Otras dos sonoras bofetadas han sido infligidas al diálogo por la revolución, mientras dialoga. Por un lado, se echó a andar la “consulta nacional” que acogerá los postulados del Plan de la Patria en materia educativa. Mientras allá se habla, a puerta cerrada, de los temas que, supuestamente, evitarán que nos matemos en las calles, están a punto de coronar el sueño de ponerle la mano a la frágil conciencia de nuestros niños, para mellar su espíritu crítico. Buscan arrebatarles a los padres su responsabilidad primera en la escogencia de la educación que recibirán sus hijos. Todo con miras a sembrar la semilla de una ideología única, socialista, excluyente, desde el aula escolar. ¿Puede haber violencia más depravada?

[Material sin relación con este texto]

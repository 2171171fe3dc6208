//! Ordered field-name lists.

use std::fmt;
use std::sync::Arc;

use crate::{CoreError, CoreResult};

/// The ordered field names every record of a set shares.
///
/// Backed by an `Arc<[String]>` so each record can hold its schema without
/// copying the names; clones are a reference-count bump.
#[derive(Clone, Debug, PartialEq, Eq)]
pub struct Schema(Arc<[String]>);

impl Schema {
    /// Build a schema from field names, rejecting duplicates.
    pub fn new<I, S>(fields: I) -> CoreResult<Self>
    where
        I: IntoIterator<Item = S>,
        S: Into<String>,
    {
        let fields: Vec<String> = fields.into_iter().map(Into::into).collect();
        for (i, name) in fields.iter().enumerate() {
            if fields[..i].contains(name) {
                return Err(CoreError::DuplicateField(name.clone()));
            }
        }
        Ok(Schema(fields.into()))
    }

    /// A schema with no fields, used by sets that were never given one.
    pub fn empty() -> Self {
        Schema(Arc::from(Vec::<String>::new()))
    }

    #[inline]
    pub fn len(&self) -> usize {
        self.0.len()
    }

    #[inline]
    pub fn is_empty(&self) -> bool {
        self.0.is_empty()
    }

    /// Field names in schema order.
    #[inline]
    pub fn fields(&self) -> &[String] {
        &self.0
    }

    pub fn iter(&self) -> impl Iterator<Item = &str> {
        self.0.iter().map(String::as_str)
    }

    /// Position of `field`, if present.
    pub fn position(&self, field: &str) -> Option<usize> {
        self.0.iter().position(|f| f == field)
    }
}

impl fmt::Display for Schema {
    fn fmt(&self, f: &mut fmt::Formatter<'_>) -> fmt::Result {
        write!(f, "[{}]", self.0.join(", "))
    }
}
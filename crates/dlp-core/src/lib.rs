//! `dlp-core`: record types shared by every `dlp-*` crate.
//!
//! This crate has no `dlp-*` dependencies and minimal external ones (only
//! `thiserror`, plus optional `serde`).
//!
//! # What lives here
//!
//! | Module          | Contents                                              |
//! |-----------------|-------------------------------------------------------|
//! | [`value`]       | `Value`: string, integer or decimal scalar            |
//! | [`schema`]      | `Schema`: shared, ordered list of field names         |
//! | [`record`]      | `Record`, `RecordSet`                                 |
//! | [`error`]       | `CoreError`, `CoreResult`                             |
//!
//! # Feature flags
//!
//! | Flag    | Effect                                                     |
//! |---------|------------------------------------------------------------|
//! | `serde` | Adds `Serialize` to `Value` and `Record` (records become   |
//! |         | ordered maps). Required by the JSON writer.                |

pub mod error;
pub mod record;
pub mod schema;
pub mod value;


// ── Re-exports ────────────────────────────────────────────────────────────────

pub use error::{CoreError, CoreResult};
pub use record::{Record, RecordSet};
pub use schema::Schema;
pub use value::Value;
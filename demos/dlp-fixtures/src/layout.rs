//! Folder layout and file-name stamping.
//!
//! ```text
//! <out>/no_pii/no_pii_20261019_142501.{csv,json,xml,html,txt,xlsx,docx}
//! <out>/light_pii/light_pii_20261019_142501.*
//! <out>/heavy_pii/heavy_pii_20261019_142501.*
//! ```

use std::path::{Path, PathBuf};

use dlp_gen::Tier;

/// `<out>/<tier slug>`.
pub fn tier_dir(out: &Path, tier: Tier) -> PathBuf {
    out.join(tier.slug())
}

/// `<tier slug>_<stamp>`, or the bare slug when unstamped.
pub fn base_name(tier: Tier, stamp: Option<&str>) -> String {
    match stamp {
        Some(stamp) => format!("{}_{stamp}", tier.slug()),
        None => tier.slug().to_owned(),
    }
}

/// Local time as `YYYYmmdd_HHMMSS`; one stamp is shared by every tier of a run.
pub fn timestamp() -> String {
    chrono::Local::now().format("%Y%m%d_%H%M%S").to_string()
}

Inmersos, todavía, en este letargo, quién sabe cuánto tiempo tardaremos en enterarnos de que ya la protesta en la calle sólo es lícita si tiene autorización, porque el TSJ reescribió la Constitución. No hay que ser muy inteligentes para vaticinar que los alcaldes oficialistas no concederán permiso, como ya ocurre, a marchas de la oposición, y los alcaldes no rojos que se muestren tolerantes tendrán allí a la mano, para verse mejor, los espejos de Enzo Scarano y Daniel Ceballos (ya ese temor es evidente, sin mirar muy lejos). Eso a pesar de que la Constitución garantiza el derecho a manifestar y sólo habla del requisito de “participar” la realización de protestas “con 24 horas de anticipación cuando menos”.
De manera que dialogar con el Gobierno quizá sea bueno. Pero escuchar la atroz desesperanza y las voces enronquecidas de una sociedad postrada, escarnecida y humillada, es más urgente y útil todavía. En fin de cuentas dos monólogos, separados y sordos, no construirán jamás un diálogo verdadero.